**GIVEN DATA:**

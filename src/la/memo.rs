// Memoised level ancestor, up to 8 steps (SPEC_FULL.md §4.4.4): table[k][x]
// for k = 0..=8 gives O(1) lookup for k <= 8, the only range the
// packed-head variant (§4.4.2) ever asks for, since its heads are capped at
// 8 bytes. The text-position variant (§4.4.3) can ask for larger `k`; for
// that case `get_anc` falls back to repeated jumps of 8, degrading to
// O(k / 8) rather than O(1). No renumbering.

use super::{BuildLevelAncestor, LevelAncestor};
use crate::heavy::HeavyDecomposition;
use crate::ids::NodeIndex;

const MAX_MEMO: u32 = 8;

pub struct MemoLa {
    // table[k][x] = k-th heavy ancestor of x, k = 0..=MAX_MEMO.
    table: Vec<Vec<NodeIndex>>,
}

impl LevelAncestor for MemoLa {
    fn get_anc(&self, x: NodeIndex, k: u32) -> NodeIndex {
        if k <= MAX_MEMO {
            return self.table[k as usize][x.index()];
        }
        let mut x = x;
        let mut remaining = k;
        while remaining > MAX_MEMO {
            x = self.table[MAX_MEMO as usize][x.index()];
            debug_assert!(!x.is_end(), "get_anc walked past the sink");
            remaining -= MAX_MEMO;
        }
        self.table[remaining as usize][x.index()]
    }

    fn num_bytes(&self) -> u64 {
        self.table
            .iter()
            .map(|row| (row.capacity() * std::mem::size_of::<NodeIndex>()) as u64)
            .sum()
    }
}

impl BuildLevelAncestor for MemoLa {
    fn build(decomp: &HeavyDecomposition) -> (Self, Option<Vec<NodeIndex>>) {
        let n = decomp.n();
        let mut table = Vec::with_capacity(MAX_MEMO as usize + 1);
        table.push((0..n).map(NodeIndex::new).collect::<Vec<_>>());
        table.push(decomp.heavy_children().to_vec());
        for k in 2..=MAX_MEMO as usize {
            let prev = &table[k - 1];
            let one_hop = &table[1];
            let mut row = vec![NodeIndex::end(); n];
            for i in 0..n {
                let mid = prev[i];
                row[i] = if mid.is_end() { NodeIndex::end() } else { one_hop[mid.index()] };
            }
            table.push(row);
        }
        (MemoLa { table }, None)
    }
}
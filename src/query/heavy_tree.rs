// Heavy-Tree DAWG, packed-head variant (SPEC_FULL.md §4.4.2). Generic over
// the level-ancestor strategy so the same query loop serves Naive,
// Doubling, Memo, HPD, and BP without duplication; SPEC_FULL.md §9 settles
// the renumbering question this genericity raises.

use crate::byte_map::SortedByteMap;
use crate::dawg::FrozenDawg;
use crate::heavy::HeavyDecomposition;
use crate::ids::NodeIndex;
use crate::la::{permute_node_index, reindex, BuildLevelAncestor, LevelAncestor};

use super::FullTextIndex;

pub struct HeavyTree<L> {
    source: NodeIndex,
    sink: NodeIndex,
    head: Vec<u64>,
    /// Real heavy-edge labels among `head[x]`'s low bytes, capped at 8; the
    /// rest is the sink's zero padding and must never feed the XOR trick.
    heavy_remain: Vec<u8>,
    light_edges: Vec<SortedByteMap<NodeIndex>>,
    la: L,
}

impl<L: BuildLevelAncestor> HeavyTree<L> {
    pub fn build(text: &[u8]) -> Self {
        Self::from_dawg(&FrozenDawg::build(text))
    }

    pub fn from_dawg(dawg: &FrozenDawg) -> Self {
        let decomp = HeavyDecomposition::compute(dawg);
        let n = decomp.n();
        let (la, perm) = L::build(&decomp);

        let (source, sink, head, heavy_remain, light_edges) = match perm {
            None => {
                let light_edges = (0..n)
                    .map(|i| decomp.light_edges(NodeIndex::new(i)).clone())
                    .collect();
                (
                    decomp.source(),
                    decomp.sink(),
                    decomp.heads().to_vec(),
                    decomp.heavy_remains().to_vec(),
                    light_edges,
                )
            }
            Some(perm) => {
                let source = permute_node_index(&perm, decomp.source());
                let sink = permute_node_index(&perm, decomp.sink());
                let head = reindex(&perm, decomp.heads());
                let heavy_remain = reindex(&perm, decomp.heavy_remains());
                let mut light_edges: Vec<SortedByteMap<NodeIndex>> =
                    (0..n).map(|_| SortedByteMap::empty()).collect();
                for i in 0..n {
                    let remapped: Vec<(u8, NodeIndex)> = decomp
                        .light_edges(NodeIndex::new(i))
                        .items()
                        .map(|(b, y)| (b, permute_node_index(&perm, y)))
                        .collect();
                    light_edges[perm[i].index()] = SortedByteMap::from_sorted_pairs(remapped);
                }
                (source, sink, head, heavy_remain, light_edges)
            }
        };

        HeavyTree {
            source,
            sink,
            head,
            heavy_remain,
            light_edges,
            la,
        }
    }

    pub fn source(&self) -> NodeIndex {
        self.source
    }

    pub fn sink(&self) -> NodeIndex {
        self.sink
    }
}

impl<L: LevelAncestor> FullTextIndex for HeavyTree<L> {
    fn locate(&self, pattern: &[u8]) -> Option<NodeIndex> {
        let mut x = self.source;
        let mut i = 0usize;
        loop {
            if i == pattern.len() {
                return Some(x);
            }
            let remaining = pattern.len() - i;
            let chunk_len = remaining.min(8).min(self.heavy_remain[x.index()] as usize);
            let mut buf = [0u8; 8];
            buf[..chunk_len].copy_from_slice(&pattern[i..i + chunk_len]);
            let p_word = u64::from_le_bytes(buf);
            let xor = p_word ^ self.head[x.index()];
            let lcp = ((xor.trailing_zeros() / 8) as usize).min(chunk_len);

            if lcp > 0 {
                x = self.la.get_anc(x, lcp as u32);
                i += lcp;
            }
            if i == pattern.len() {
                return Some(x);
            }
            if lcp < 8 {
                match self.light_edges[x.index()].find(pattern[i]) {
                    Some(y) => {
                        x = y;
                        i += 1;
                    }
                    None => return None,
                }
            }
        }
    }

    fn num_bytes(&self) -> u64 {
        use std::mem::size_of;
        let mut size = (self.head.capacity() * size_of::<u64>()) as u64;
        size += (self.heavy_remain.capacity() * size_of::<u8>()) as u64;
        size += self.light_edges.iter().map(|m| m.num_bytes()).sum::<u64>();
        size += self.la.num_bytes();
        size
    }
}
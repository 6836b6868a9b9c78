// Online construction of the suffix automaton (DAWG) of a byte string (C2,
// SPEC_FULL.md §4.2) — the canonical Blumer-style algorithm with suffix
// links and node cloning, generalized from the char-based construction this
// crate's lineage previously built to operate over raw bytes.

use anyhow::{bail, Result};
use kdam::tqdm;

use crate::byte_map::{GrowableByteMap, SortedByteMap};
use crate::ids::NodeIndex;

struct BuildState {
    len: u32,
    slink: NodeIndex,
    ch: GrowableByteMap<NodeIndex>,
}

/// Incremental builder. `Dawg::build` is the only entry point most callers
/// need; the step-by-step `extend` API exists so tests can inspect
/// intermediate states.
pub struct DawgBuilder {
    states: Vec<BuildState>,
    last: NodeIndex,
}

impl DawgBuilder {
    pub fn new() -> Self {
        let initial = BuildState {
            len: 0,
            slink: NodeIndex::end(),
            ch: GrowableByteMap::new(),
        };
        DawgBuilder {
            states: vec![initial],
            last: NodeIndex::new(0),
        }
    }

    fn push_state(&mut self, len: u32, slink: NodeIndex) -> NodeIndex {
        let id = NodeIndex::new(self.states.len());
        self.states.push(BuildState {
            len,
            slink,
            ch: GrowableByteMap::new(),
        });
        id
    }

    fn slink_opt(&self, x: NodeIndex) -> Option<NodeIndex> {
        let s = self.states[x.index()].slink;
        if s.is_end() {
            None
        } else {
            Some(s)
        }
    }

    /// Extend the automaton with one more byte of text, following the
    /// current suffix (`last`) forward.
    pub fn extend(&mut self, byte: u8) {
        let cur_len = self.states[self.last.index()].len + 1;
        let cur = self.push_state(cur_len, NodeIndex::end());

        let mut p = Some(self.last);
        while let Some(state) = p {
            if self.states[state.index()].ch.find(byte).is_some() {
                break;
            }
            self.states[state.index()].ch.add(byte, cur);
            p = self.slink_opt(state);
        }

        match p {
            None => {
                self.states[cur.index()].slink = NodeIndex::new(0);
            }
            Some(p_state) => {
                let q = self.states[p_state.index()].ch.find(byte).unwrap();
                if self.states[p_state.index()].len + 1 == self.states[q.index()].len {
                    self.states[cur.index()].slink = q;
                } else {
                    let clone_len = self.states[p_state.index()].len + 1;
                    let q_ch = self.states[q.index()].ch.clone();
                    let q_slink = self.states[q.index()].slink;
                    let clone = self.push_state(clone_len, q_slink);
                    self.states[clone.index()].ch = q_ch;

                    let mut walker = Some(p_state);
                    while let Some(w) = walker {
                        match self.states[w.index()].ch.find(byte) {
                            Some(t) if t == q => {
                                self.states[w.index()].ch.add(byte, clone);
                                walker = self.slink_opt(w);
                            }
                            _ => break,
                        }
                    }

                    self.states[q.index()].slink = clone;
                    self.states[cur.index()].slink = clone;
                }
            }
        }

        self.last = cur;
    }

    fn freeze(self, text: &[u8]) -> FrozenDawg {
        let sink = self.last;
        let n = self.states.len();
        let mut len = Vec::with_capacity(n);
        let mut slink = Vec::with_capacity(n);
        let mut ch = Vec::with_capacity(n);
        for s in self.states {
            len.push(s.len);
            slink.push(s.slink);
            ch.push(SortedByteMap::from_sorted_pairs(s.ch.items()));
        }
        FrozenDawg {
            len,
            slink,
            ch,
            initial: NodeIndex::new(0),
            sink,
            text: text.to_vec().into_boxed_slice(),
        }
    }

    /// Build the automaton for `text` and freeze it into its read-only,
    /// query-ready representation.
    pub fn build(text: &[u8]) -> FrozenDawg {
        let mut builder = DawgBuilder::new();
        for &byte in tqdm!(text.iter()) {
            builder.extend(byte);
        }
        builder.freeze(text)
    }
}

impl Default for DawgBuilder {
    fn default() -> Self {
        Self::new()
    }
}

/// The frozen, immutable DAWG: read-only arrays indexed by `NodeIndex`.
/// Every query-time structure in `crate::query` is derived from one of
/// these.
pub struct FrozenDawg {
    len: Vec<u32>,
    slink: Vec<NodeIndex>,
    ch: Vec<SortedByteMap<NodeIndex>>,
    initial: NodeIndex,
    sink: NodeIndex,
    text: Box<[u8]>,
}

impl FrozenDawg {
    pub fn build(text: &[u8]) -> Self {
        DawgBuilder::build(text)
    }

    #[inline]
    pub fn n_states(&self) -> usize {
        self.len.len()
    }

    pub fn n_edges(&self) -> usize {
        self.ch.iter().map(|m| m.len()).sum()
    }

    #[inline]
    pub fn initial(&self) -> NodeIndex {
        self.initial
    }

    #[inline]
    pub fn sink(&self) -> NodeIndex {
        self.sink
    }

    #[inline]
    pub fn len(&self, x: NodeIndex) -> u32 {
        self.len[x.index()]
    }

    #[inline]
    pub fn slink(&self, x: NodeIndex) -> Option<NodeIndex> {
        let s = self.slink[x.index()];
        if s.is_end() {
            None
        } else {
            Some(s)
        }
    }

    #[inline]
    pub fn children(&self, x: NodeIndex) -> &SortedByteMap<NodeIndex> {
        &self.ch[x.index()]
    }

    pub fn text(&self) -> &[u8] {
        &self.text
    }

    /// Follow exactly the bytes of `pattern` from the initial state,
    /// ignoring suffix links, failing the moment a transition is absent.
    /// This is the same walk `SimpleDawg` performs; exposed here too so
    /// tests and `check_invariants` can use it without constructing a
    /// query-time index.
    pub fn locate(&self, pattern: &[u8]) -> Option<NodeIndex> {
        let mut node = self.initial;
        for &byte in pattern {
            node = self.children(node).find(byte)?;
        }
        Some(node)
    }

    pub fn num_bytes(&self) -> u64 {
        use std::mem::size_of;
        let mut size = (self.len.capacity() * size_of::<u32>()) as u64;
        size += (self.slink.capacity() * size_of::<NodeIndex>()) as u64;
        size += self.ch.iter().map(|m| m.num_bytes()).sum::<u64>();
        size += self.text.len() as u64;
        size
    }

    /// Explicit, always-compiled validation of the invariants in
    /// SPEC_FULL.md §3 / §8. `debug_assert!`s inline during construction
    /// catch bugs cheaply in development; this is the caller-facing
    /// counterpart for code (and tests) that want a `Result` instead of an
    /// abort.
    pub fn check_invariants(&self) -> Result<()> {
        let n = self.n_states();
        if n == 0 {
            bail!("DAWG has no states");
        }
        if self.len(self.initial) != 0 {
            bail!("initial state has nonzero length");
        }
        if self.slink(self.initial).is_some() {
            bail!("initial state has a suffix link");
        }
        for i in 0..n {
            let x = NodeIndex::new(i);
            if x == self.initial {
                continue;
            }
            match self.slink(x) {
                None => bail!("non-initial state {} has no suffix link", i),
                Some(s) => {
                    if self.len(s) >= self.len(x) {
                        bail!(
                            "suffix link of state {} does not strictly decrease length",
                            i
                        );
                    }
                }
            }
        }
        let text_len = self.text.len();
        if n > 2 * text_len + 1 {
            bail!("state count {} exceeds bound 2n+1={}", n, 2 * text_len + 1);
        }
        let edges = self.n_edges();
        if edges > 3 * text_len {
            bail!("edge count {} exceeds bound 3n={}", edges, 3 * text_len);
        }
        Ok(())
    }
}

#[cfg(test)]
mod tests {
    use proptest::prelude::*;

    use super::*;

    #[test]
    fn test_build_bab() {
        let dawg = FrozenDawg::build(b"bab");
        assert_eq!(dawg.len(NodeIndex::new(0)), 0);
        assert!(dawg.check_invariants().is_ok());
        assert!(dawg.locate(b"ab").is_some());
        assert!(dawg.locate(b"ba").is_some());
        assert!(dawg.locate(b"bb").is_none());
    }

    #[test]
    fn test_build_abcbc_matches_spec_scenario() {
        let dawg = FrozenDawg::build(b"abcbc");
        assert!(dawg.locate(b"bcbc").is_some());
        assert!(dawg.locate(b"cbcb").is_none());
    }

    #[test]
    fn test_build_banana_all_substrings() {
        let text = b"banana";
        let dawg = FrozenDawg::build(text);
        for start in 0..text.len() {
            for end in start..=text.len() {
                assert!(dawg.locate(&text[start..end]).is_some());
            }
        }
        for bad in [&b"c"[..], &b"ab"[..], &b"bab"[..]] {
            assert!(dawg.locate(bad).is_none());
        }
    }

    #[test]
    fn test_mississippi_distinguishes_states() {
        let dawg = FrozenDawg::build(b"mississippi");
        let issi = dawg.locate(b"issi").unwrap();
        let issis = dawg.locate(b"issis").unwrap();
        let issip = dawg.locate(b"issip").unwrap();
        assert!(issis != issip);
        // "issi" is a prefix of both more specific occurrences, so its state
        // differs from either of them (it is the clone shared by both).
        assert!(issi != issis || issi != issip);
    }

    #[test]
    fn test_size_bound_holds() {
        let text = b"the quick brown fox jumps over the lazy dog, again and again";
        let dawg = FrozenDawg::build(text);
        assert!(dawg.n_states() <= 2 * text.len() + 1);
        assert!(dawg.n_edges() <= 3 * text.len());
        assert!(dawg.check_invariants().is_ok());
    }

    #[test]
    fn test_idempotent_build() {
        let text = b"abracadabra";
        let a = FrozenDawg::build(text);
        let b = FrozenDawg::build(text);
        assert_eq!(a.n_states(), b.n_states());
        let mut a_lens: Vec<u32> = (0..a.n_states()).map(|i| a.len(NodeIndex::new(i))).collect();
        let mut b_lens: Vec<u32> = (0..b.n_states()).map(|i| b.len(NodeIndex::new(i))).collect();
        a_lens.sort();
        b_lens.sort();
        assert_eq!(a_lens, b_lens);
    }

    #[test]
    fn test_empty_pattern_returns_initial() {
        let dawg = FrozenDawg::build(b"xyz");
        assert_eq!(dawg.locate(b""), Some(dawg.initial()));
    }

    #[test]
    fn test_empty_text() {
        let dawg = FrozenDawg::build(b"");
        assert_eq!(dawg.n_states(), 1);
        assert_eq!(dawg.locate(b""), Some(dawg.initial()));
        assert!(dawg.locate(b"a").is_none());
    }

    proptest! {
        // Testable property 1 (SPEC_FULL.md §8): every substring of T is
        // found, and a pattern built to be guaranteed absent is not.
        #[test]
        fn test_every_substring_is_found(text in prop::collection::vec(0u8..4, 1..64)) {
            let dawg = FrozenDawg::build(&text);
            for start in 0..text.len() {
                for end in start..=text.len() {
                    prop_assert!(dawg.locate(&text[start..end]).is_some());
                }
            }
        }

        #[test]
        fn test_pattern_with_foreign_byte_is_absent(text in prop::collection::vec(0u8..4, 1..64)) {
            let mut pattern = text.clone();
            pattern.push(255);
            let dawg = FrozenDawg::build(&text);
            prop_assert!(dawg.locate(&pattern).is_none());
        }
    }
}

**TASK BRIEF:** Among the lines of the data, find every one that holds "without" and copy it.

**REPLY TO THE EXERCISE:**
// Doubling, Memo, HPD, and BP without duplication; SPEC_FULL.md §9 settles
    /// tests and `check_invariants` can use it without constructing a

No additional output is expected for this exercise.